Can I make a space in my busy days during these next four weeks where I reserve a quiet time to bring about a spiritual reboot in my relationship with Jesus?
How can I engage in “active waiting” during Advent?
If we consider these texts together, however, we may discover what is common and even instructive about them. Both readings really do invite our attention to this season of Advent, to this time when we anticipate and celebrate Christ’s birth and entry into our world. Paul’s letter to the Romans and Jesus’ teaching in the Gospel invite us to participate in an undefined period of waiting . . . and that may be one among many of the challenges that we face this season.
Waiting! Yes, waiting! Many find waiting boring, even irritating. For those of us “doers,” waiting is a waste of time and a period when we could be doing something productive. Think about our experience of rebooting a computer. We wait and wait until it alerts us that the waiting is over. Often, we don’t even know how long that will take. Thus, for most of us, waiting is that time we can’t wait to be over. Yet both Paul’s letter to the Romans and Jesus’ teaching to his disciples about the coming of the Son of Man invite us to meaningful waiting. Instead of a frustrated non-attention, the waiting Jesus describes is shaped by alertness. He notes that if the owner of the house had known during what part of the night the thief was coming, the owner would have stayed awake and remained alert. Or had those who lived carelessly been paying attention during the time of Noah, they would not have been overcome by the waters of the flood. Paul also invites his listeners to stay awake, not to waste this time of waiting but to use it to cultivate good and virtuous behavior.

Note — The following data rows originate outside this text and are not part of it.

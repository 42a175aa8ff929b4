use std::path::PathBuf;

use clap::Parser;
use seaway::{
    dataset::{DataSource, LandDataset},
    models::BoundingBox,
};
use tracing_subscriber::{layer::SubscriberExt, util::SubscriberInitExt};

#[derive(Debug, Parser)]
#[command(
    author,
    version,
    about = "Clip a land GeoJSON dataset to a cruising area and write it (Zstandard when the output ends in .zst)"
)]
struct Args {
    /// Land data: `bundled`, a GeoJSON path (optionally `.zst`) or an http(s) URL
    #[arg(long)]
    input: DataSource,

    /// Output path for the clipped dataset
    #[arg(long)]
    output: PathBuf,

    /// Minimum latitude of the cruising area
    #[arg(long)]
    min_lat: Option<f64>,
    #[arg(long)]
    max_lat: Option<f64>,
    #[arg(long)]
    min_lng: Option<f64>,
    #[arg(long)]
    max_lng: Option<f64>,
}

impl Args {
    fn bbox(&self) -> Option<BoundingBox> {
        match (self.min_lat, self.max_lat, self.min_lng, self.max_lng) {
            (Some(min_lat), Some(max_lat), Some(min_lng), Some(max_lng)) => Some(BoundingBox {
                min_lat,
                max_lat,
                min_lng,
                max_lng,
            }),
            _ => None,
        }
    }
}

#[tokio::main]
async fn main() -> Result<(), Box<dyn std::error::Error>> {
    tracing_subscriber::registry()
        .with(
            tracing_subscriber::EnvFilter::try_from_default_env().unwrap_or_else(|_| "info".into()),
        )
        .with(tracing_subscriber::fmt::layer())
        .init();

    let args = Args::parse();
    let mut dataset = LandDataset::load(&args.input).await?;
    if let Some(bbox) = args.bbox() {
        dataset = dataset.clip_to(&bbox);
        tracing::info!(polygons = dataset.len(), "clipped to {:?}", bbox);
    }
    if dataset.is_empty() {
        tracing::warn!("no land polygons left after clipping");
    }

    dataset.write_to_path(&args.output)?;
    tracing::info!("land dataset written to {:?}", args.output);
    Ok(())
}
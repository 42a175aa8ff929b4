use std::{fs, path::PathBuf, sync::Arc};

use base64::Engine;
use base64::engine::general_purpose::STANDARD as BASE64;
use clap::Parser;
use seaway::{
    channels::{ChannelGraph, ChannelGraphFile},
    config::EngineConfig,
    dataset::{DataSource, LandDataset},
    engine::SafeRouteEngine,
    gpx_export::encode_voyage_as_gpx,
    land::LandMask,
    models::{LegRequest, SafeRouteRequest},
    pathfinder::CancelFlag,
};
use serde::Deserialize;
use tracing_subscriber::{layer::SubscriberExt, util::SubscriberInitExt};

#[derive(Debug, Parser)]
#[command(author, version, about = "Route itinerary legs around land and print the result as JSON")]
struct Args {
    /// JSON file with either a list of legs or a `{ "days": [...], "vessel": {...} }` request
    #[arg(long)]
    legs: PathBuf,

    /// Land data: `bundled`, a GeoJSON path (optionally `.zst`) or an http(s) URL
    #[arg(long, default_value = "bundled")]
    land: DataSource,

    /// Channel graph used when the grid search fails (`bundled`, path or URL)
    #[arg(long)]
    channels: Option<DataSource>,

    /// Safety buffer around land in kilometres
    #[arg(long)]
    buffer_km: Option<f64>,

    /// Also write the routed voyage as GPX to this path
    #[arg(long)]
    gpx: Option<PathBuf>,
}

#[derive(Deserialize)]
#[serde(untagged)]
enum LegsInput {
    Legs(Vec<LegRequest>),
    Request(SafeRouteRequest),
}

#[tokio::main]
async fn main() -> Result<(), Box<dyn std::error::Error>> {
    tracing_subscriber::registry()
        .with(
            tracing_subscriber::EnvFilter::try_from_default_env().unwrap_or_else(|_| "seaway=info".into()),
        )
        .with(tracing_subscriber::fmt::layer().with_writer(std::io::stderr))
        .init();

    let args = Args::parse();

    let request = match serde_json::from_slice(&fs::read(&args.legs)?)? {
        LegsInput::Legs(days) => SafeRouteRequest {
            days,
            ..Default::default()
        },
        LegsInput::Request(request) => request,
    };
    tracing::info!(legs = request.days.len(), "read itinerary from {:?}", args.legs);

    let mut config = EngineConfig::from_env();
    if let Some(buffer_km) = args.buffer_km {
        config.land_buffer_km = buffer_km;
    }

    let dataset = LandDataset::load(&args.land).await?;
    let mask = Arc::new(LandMask::new(dataset, config.land_buffer_km)?);
    let mut engine = SafeRouteEngine::new(mask.clone(), config);
    if let Some(source) = &args.channels {
        let graph = ChannelGraph::from_graph_file(ChannelGraphFile::load(source).await?, &mask)?;
        engine = engine.with_fallback(Arc::new(graph));
    }

    let results = engine.route_legs(&request.days, &request.vessel, &CancelFlag::new());
    let failed = results.iter().filter(|r| r.failed).count();
    tracing::info!(legs = results.len(), failed, "routing finished");

    if let Some(path) = &args.gpx {
        let encoded = encode_voyage_as_gpx(&request.days, &results)?;
        fs::write(path, BASE64.decode(encoded)?)?;
        tracing::info!("GPX written to {:?}", path);
    }

    println!("{}", serde_json::to_string_pretty(&results)?);
    Ok(())
}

The great Jewish author, Simone Weil, once wrote, “Waiting patiently in expectation is the foundation of the spiritual life.” This first Sunday of Advent initiates the start of a new liturgical year where we once again trace and reflect upon the life of Jesus beginning with his birth. It also offers us an opportunity to make a new start, a kind of rebooting of our spiritual life. Like a woman’s pregnancy, we can seize the opportunity to nurture the wait, to cultivate newness in our spiritual life, to renew our attention to Christ present in our lives now. We can make these four weeks of waiting a space that dares, even in these days, to cultivate hope. Such waiting brings about an audacious openness in us, an openness to all possibilities, even unimagined ones. The reading from Isaiah suggests that our waiting makes a space for the seemingly impossible. It invites us to imagine God’s vision for the world, a world where all nations come together and “beat their swords into plowshares and their spears into pruning hooks, where nation does not lift up sword against nation, a time when there will be no war anymore.” To wait so open-endedly is an enormously radical stance toward life, especially in a world so preoccupied with control. Such waiting invites patience and an expectation for something hidden that will be made manifest. And as we wait, we believe that the manifestation of Christ was not only to those who lived at that time in Bethlehem, but also can be made manifest to us now, in our lives. Thus, such waiting is not passive. It is an active time when we reboot our spiritual quest, wait expectantly, and ready our hearts and lives for the Christ we believe will be made manifest again in this season. And, indeed, that is a wait worth waiting.